▶ WHAT YOU HAVE TO DO: Filter these entries, keeping only lines that hold the word "Ordering".

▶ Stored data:
======

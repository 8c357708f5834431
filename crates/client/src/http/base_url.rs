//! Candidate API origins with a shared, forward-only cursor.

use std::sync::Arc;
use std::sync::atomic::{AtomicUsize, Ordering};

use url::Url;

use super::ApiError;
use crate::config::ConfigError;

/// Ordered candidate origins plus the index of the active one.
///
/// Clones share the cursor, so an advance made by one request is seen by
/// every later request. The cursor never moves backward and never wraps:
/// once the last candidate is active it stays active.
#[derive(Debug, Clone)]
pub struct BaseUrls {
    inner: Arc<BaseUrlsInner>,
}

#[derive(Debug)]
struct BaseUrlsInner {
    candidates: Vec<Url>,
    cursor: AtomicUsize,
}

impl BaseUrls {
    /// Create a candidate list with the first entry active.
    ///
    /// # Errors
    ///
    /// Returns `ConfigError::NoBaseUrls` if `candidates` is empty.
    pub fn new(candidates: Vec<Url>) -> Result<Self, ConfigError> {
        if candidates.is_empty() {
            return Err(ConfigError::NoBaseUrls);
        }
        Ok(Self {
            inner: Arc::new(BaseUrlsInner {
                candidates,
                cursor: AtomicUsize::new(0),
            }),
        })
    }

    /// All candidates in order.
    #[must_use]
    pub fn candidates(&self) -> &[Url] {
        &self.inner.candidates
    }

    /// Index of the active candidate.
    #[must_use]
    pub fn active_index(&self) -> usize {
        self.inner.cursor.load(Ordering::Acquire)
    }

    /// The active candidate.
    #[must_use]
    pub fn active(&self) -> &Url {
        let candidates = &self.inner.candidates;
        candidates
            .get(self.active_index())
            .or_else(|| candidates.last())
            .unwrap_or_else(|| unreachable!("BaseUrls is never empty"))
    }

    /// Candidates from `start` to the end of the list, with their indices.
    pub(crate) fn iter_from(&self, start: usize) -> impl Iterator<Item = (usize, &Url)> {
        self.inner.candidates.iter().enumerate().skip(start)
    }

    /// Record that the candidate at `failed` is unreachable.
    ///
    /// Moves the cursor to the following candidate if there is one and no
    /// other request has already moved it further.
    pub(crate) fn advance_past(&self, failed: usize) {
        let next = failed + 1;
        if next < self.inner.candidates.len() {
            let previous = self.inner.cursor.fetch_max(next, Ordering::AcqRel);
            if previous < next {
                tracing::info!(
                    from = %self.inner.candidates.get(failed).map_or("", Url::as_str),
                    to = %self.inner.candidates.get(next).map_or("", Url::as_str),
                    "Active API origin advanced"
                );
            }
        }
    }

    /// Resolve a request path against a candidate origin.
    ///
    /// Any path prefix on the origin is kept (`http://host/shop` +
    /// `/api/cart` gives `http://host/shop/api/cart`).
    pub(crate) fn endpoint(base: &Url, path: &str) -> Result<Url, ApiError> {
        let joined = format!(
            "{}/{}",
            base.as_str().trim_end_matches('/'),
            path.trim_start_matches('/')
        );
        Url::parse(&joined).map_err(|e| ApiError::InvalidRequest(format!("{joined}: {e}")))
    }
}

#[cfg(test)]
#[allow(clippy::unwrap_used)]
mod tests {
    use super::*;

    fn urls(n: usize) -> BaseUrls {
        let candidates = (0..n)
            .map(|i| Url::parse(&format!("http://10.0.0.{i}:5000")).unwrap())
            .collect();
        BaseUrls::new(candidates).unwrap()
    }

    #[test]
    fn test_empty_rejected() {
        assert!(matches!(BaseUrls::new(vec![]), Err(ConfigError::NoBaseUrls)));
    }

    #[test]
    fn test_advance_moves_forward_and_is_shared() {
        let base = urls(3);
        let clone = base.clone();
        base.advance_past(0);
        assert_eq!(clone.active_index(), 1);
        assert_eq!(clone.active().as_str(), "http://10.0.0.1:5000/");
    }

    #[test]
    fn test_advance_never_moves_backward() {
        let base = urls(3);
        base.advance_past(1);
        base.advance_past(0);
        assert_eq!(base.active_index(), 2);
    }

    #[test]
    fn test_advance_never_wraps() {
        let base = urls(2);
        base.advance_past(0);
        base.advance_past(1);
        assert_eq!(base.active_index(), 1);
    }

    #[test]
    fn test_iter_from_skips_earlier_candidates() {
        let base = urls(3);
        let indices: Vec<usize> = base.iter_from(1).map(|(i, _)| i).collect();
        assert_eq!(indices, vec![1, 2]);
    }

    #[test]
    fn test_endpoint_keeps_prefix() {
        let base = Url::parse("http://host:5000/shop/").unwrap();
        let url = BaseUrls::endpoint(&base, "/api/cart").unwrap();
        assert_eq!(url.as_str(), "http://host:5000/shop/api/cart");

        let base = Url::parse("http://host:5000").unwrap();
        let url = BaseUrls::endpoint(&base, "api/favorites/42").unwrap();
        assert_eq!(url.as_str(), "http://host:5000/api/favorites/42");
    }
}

======

▶ ANSWER SECTION:
use std::sync::atomic::{AtomicUsize, Ordering};
        self.inner.cursor.load(Ordering::Acquire)
            let previous = self.inner.cursor.fetch_max(next, Ordering::AcqRel);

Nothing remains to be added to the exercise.